Task prompt:
The lines below that include the word "Debug" are to be reported.

Provided records:
// ABOUTME: NutritionEngine facade holding every configured component
// ABOUTME: Lets callers run the whole recommendation pipeline from one EngineConfig
//
// SPDX-License-Identifier: MIT OR Apache-2.0
// Copyright (c) 2025 Vitalplate

use vitalplate_core::models::{
    BiomarkerRule, Deficit, GeoPoint, LabPanel, PlanItem, Preferences, Recipe, Recommendation,
    Restaurant, ScoredDish, ShoppingItem,
};

use crate::config::EngineConfig;
use crate::deficits::DeficitAnalyzer;
use crate::dishes::DishRecommender;
use crate::recipes::RecipeSelector;
use crate::shopping::ShoppingListBuilder;
use crate::supplements::SupplementAdvisor;

/// All engine components configured from a single [`EngineConfig`]
#[derive(Debug, Clone)]
pub struct NutritionEngine {
    config: EngineConfig,
    analyzer: DeficitAnalyzer,
    advisor: SupplementAdvisor,
    selector: RecipeSelector,
    shopping: ShoppingListBuilder,
    dishes: DishRecommender,
}

impl Default for NutritionEngine {
    fn default() -> Self {
        Self::new(EngineConfig::default())
    }
}

impl NutritionEngine {
    /// Build every component from `config`
    #[must_use]
    pub fn new(config: EngineConfig) -> Self {
        Self {
            analyzer: DeficitAnalyzer::new(),
            advisor: SupplementAdvisor::with_config(config.supplement.clone()),
            selector: RecipeSelector::from_engine_config(&config),
            shopping: ShoppingListBuilder::with_pantry(&config.pantry_staples),
            dishes: DishRecommender::with_config(config.dish.clone()),
            config,
        }
    }

    /// Configuration in use
    #[must_use]
    pub const fn config(&self) -> &EngineConfig {
        &self.config
    }

    /// Detect deficits
    #[must_use]
    pub fn analyze(&self, labs: &LabPanel, rules: &[BiomarkerRule]) -> Vec<Deficit> {
        self.analyzer.analyze(labs, rules)
    }

    /// Supplement suggestions plus disclaimer
    #[must_use]
    pub fn supplements(&self, deficits: &[Deficit]) -> Vec<Recommendation> {
        self.advisor.recommend(deficits)
    }

    /// Meal plan; `target_count` defaults to the configured plan length
    #[must_use]
    pub fn plan(
        &self,
        deficits: &[Deficit],
        recipes: &[Recipe],
        preferences: &Preferences,
        available: Option<&[String]>,
        target_count: Option<usize>,
    ) -> Vec<PlanItem> {
        let count = target_count.unwrap_or(self.config.recipe.plan_target_count);
        self.selector
            .select(deficits, recipes, preferences, available, count)
    }

    /// Shopping list for a plan
    #[must_use]
    pub fn shopping_list(&self, plan: &[PlanItem], available: Option<&[String]>) -> Vec<ShoppingItem> {
        self.shopping.build(plan, available)
    }

    /// Ranked dishes; radius and limit default to the configured values
    #[must_use]
    pub fn dishes(
        &self,
        deficits: &[Deficit],
        restaurants: &[Restaurant],
        location: GeoPoint,
        max_distance_km: Option<f64>,
        limit: Option<usize>,
    ) -> Vec<ScoredDish> {
        self.dishes.recommend(
            deficits,
            restaurants,
            location,
            max_distance_km.unwrap_or(self.config.dish.max_distance_km),
            limit.unwrap_or(self.config.dish.result_limit),
        )
    }
}
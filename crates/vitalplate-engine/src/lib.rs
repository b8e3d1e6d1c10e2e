// ABOUTME: Lab-driven nutrition recommendation engine
// ABOUTME: Deficit detection, supplement advice, recipe plans, shopping lists, and dish ranking
//
// SPDX-License-Identifier: MIT OR Apache-2.0
// Copyright (c) 2025 Vitalplate

#![deny(unsafe_code)]

//! # Vitalplate Engine
//!
//! Pure, synchronous scoring over immutable inputs. Callers fetch catalog snapshots
//! first and pass them in; nothing here performs I/O, logs, or caches across calls,
//! so every operation is safe to run concurrently and returns the same output for the
//! same input.
//!
//! ## Components
//!
//! - [`DeficitAnalyzer`]: lab panel + rules → severity-ranked deficits
//! - [`SupplementAdvisor`]: deficits → supplement suggestions and disclaimer
//! - [`RecipeSelector`]: deficits + recipes → diverse meal plan
//! - [`ShoppingListBuilder`]: plan → prioritized shopping list
//! - [`DishRecommender`]: deficits + restaurants + location → ranked dishes
//! - [`NutritionEngine`]: all of the above wired from one [`EngineConfig`]

/// Scoring weights, limits, and their validation
pub mod config;
/// Deficit detection from lab values
pub mod deficits;
/// Restaurant dish ranking
pub mod dishes;
/// Facade wiring every component from one configuration
pub mod engine;
/// Haversine distance helpers
pub mod geo;
/// Recipe scoring and plan selection
pub mod recipes;
/// Shopping list aggregation
pub mod shopping;
/// Supplement lookup table
pub mod supplements;

pub use config::{ConfigError, DishScoringConfig, EngineConfig, RecipeScoringConfig, SupplementConfig};
pub use deficits::DeficitAnalyzer;
pub use dishes::DishRecommender;
pub use engine::NutritionEngine;
pub use recipes::RecipeSelector;
pub use shopping::ShoppingListBuilder;
pub use supplements::SupplementAdvisor;
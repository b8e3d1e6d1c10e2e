// ABOUTME: Priority levels shared by shopping items and supplement suggestions
// ABOUTME: Serialized in lowercase (high, medium, low)
//
// SPDX-License-Identifier: MIT OR Apache-2.0
// Copyright (c) 2025 Vitalplate

use serde::{Deserialize, Serialize};

/// Priority of a shopping item or supplement suggestion
#[derive(Debug, Clone, Copy, Serialize, Deserialize, PartialEq, Eq, Hash, PartialOrd, Ord)]
#[serde(rename_all = "lowercase")]
pub enum Priority {
    /// Act on this first
    High,
    /// Worth doing
    Medium,
    /// Nice to have
    Low,
}

impl Priority {
    /// Shopping priority from how many plan recipes need an ingredient
    #[must_use]
    pub const fn from_count(count: usize) -> Self {
        match count {
            0 | 1 => Self::Low,
            2 => Self::Medium,
            _ => Self::High,
        }
    }

    /// Supplement priority from deficit severity
    #[must_use]
    pub fn from_severity(severity: f64, strong_above: f64) -> Self {
        if severity > strong_above {
            Self::High
        } else {
            Self::Medium
        }
    }
}
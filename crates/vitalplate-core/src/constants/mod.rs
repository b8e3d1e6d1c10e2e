// ABOUTME: Constants module with domain-separated organization
// ABOUTME: Display names, pantry staples, nutrient sets, and fixed texts shared across crates
//
// SPDX-License-Identifier: MIT OR Apache-2.0
// Copyright (c) 2025 Vitalplate

//! Constants module
//!
//! Constants are grouped into logical domains rather than being in a single large list.
//! Scoring weights are not here: they live in the engine configuration so they can be
//! overridden per deployment.

/// Human-readable names for deficit markers and nutrients
pub mod display_names {
    /// Deficit marker → display name, used when explaining recipe matches
    pub const MARKERS: &[(&str, &str)] = &[
        ("iron", "iron"),
        ("b12", "B12"),
        ("vitamin_d", "vitamin D"),
        ("omega3", "omega-3"),
        ("folate", "folate"),
        ("glycemic_control", "glucose control"),
        ("ldl", "cholesterol"),
        ("triglycerides", "triglycerides"),
        ("inflammation", "anti-inflammatory"),
    ];

    /// Nutrient → display name, in the order dish explanations fall back through them
    pub const NUTRIENTS: &[(&str, &str)] = &[
        ("iron", "iron"),
        ("b12", "B12"),
        ("vitamin_d", "vitamin D"),
        ("omega3", "omega-3"),
        ("fiber", "fiber"),
        ("protein", "protein"),
    ];

    /// Look up a display name, falling back to the key itself
    #[must_use]
    pub fn lookup<'a>(table: &'a [(&'a str, &'a str)], key: &'a str) -> &'a str {
        table
            .iter()
            .find(|(k, _)| *k == key)
            .map_or(key, |(_, name)| name)
    }
}

/// Ingredients assumed to always be in the kitchen
pub mod pantry {
    /// Default pantry staples (matched case-insensitively)
    pub const DEFAULT_STAPLES: &[&str] = &[
        "olive oil",
        "vegetable oil",
        "salt",
        "pepper",
        "water",
        "garlic",
        "onion",
        "yellow onion",
        "spices",
        "cinnamon",
    ];
}

/// Nutrient sets used by dish scoring
pub mod nutrients {
    /// Generally valuable nutrients that earn a small bonus on any dish
    pub const VALUABLE: &[&str] = &[
        "fiber",
        "protein",
        "omega3",
        "vitamin_d",
        "iron",
        "b12",
        "vitamin_c",
    ];
}

/// Geodesic constants
pub mod geo {
    /// Mean Earth radius in kilometers (haversine)
    pub const EARTH_RADIUS_KM: f64 = 6371.0;
    /// Valid latitude range in decimal degrees
    pub const MAX_LATITUDE: f64 = 90.0;
    /// Valid longitude range in decimal degrees
    pub const MAX_LONGITUDE: f64 = 180.0;
}

/// Fixed explanation texts
pub mod messages {
    /// Prefix for recipe match explanations
    pub const RECIPE_MATCH_PREFIX: &str = "Good for: ";
    /// Recipe explanation when no deficit tag matches
    pub const RECIPE_BALANCED: &str = "Balanced nutrition";
    /// Short `why` value when no deficit tag matches
    pub const WHY_BALANCED: &str = "balanced";
    /// Prefix for dish match explanations
    pub const DISH_MATCH_PREFIX: &str = "Rich in: ";
    /// Dish explanation when nothing notable matches
    pub const DISH_BALANCED: &str = "Balanced dish";
    /// Maximum number of names listed in an explanation
    pub const MAX_REASON_ITEMS: usize = 3;
    /// Terminal disclaimer appended to every supplement recommendation list
    pub const SUPPLEMENT_DISCLAIMER: &str = "These are informational suggestions, not medical advice. \
        Always consult a doctor before starting supplements. \
        Repeat the lab tests in 8-12 weeks to assess effectiveness.";
}

/// Service identity used in structured logs
pub mod service_names {
    /// Default service name
    pub const VITALPLATE: &str = "vitalplate";
}

/// Request mode identifiers accepted by the orchestrating service
pub mod modes {
    /// Meal plan from the recipe catalog
    pub const DIY: &str = "diy";
    /// Ranked restaurant dishes near a location
    pub const RESTAURANTS: &str = "restaurants";
    /// Meal plan restricted to detected pantry contents
    pub const PANTRY: &str = "pantry";
}
// ABOUTME: Errors raised while building or validating the engine configuration
// ABOUTME: Covers unparseable environment overrides and out-of-range scoring values
//
// SPDX-License-Identifier: MIT OR Apache-2.0
// Copyright (c) 2025 Vitalplate

use thiserror::Error;

/// Why an [`EngineConfig`](super::EngineConfig) was rejected
#[derive(Debug, Error)]
pub enum ConfigError {
    /// Two thresholds that must be ordered are not
    #[error("thresholds out of order: {0}")]
    InvalidRange(&'static str),

    /// An environment override could not be parsed into its field type
    #[error("cannot parse override: {0}")]
    Parse(String),

    /// A scoring weight is negative or not finite
    #[error("bad scoring weight: {0}")]
    InvalidWeights(&'static str),

    /// A count, distance, or factor is outside its allowed range
    #[error("value out of range: {0}")]
    ValueOutOfRange(&'static str),
}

Task response:
#[derive(Debug, Clone)]
#[derive(Debug, Clone, Copy, Serialize, Deserialize, PartialEq, Eq, Hash, PartialOrd, Ord)]
#[derive(Debug, Error)]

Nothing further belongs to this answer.